Биографические подробности лишь отвлекают внимание от произведений (разумеется, я исхожу из допущения, что сами произведения внимания заслуживают) и мало-помалу становятся предметом самостоятельного исследования.
Но познать истинную суть связи между произведениями писателя и фактами его биографии дано лишь ангелу-хранителю этого человека, если не Господу, и никак не самому писателю (хотя он знает больше любого исследователя) и, конечно же, не так называемым “психологам”.
Эти “психологи” (а также писатели, которые пишут о других писателях) чаще всего обращают внимание на факты, совершенно несущественные для понимания текстов того или иного автора, зато имеющие привкус скандальности: один пил, второй колотил жену и т. д. К счастью, со мной ничего подобного не случалось.

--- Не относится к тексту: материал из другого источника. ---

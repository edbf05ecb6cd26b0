//! Keyed digest for the searchable shadow index.
//!
//! Shadow index values are HMAC-SHA256 digests of a field's canonical
//! plaintext, keyed with a secret pepper. The digest is deterministic for a
//! fixed `(plaintext, pepper)` pair, which is what makes equality search
//! possible, while the pepper keeps the index non-invertible by dictionary
//! attack.

use crate::error::Error;
use crate::key_provider::KeyProvider;
use hmac::{Hmac, Mac};
use secrecy::ExposeSecret;
use sha2::Sha256;

type HmacSha256 = Hmac<Sha256>;

/// Length of the rendered digest in hex characters (SHA-256 output).
pub const DIGEST_HEX_LEN: usize = 64;

/// Computes the shadow-index digest of a plaintext value.
///
/// The digest is `HMAC-SHA256(pepper, plaintext)` rendered as lowercase
/// hexadecimal. Text values are digested over their UTF-8 bytes.
///
/// # Arguments
///
/// * `provider` - Key provider that supplies the pepper
/// * `plaintext` - The canonical plaintext bytes to digest
///
/// # Errors
///
/// Returns `Error::MissingKeyMaterial` if the provider has no pepper or the
/// pepper is empty. An absent secret is a fatal misconfiguration, never
/// substituted with a default.
///
/// # Example
///
/// ```ignore
/// use kalkandb::digest::keyed_digest;
/// use kalkandb_key_env::EnvKeyProvider;
///
/// let provider = EnvKeyProvider::from_env()?;
/// let digest = keyed_digest(&provider, b"404-69-1337")?;
/// assert_eq!(digest.len(), 64);
/// ```
pub fn keyed_digest(provider: &dyn KeyProvider, plaintext: &[u8]) -> Result<String, Error> {
    let pepper = provider.get_pepper()?.ok_or(Error::MissingKeyMaterial)?;

    if pepper.expose_secret().is_empty() {
        return Err(Error::MissingKeyMaterial);
    }

    // HMAC accepts keys of any length
    let mut mac = HmacSha256::new_from_slice(pepper.expose_secret())
        .map_err(|_| Error::MissingKeyMaterial)?;
    mac.update(plaintext);

    Ok(hex::encode(mac.finalize().into_bytes()))
}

Но если бы даже и случилось — мне представляется, что художественное произведение возникает вовсе не из человеческих слабостей, а из неких “незамутненных” уголков души. Современные “изыскатели” сообщают, что Бетховен обманывал заказчиков и злостно третировал своего племянника. И что же?
Не верю, что эти подробности имеют какое- то отношение к его музыке. Отдельные биографические факты, несомненно, проявляются в художественных произведениях (но отсюда ни в коей мере не следует, что знание этих фактов помогает понять книгу или картину).
К примеру, я не люблю французский язык, а испанский предпочитаю итальянскому, однако, чтобы выяснить связь между моими языковыми пристрастиями и языками во “Властелине Колец”, потребуется много времени; вдобавок это ничего не даст читателю — как ему нравились (или не нравились) диковинные имена и названия в тексте, так они и дальше будут нравиться (или не нравиться), вне зависимости от того, что он узнает о моих языковых вкусах.
Что касается «сухого остатка», он таков. Я родился в 1892 году и ранние годы жизни провел в “Хоббитшире” домеханической эпохи.
Что гораздо важнее, я — христианин (как можно догадаться по моим произведениям) и принадлежу к римско-католической церкви. О последнем факте вряд ли можно догадаться по моим текстам; правда, один критик в письме уверял меня, что описание Галадриэли (как авторское, так и “глазами” Гимли и Сэма) и эльфийская песня обращение к Элберет напоминают о существующем в католичестве культе Девы Марии. Другой критик обнаружил, что под лембасом скрываются облатки: поскольку они укрепляют волю и, затвердевая, становятся более “действенными”, то здесь (по его мнению) мы имеем явный намек на евхаристию.
Вообще-то я — хоббит (разве что рост великоват).
Я люблю деревья, сады и немеханизированные сельские просторы. Я курю трубку и с удовольствием поглощаю простую деревенскую еду, а французскую кухню не выношу. Обожаю вышитые жилеты и даже осмеливаюсь носить их в наши скучные серые дни.
У меня простецкое чувство юмора (утомительное даже для моих почитателей); спать я ложусь поздно и встаю тоже поздно — естественно, когда удается. Путешествую я не особенно много.
Люблю Уэльс (то, что от него осталось после строительства всех этих шахт и омерзительных приморских курортов) и валлийский язык, однако не был в Уэльсе уже много лет.
Часто бываю в Ирландии (в Эйре — южной Ирландии), люблю этот остров и большинство его жителей, но вот ирландский язык вызывает у меня отвращение».
Не будет преувеличением сказать, что Толкиен был певцом и летописцем matter of Britain ; его произведения – осанна Британии, в которой, повторяя слова английского историка Т. Б. Маколея, «сама земля напоена мифологией, и, сколько бы ни старались, исчерпать последнюю невозможно».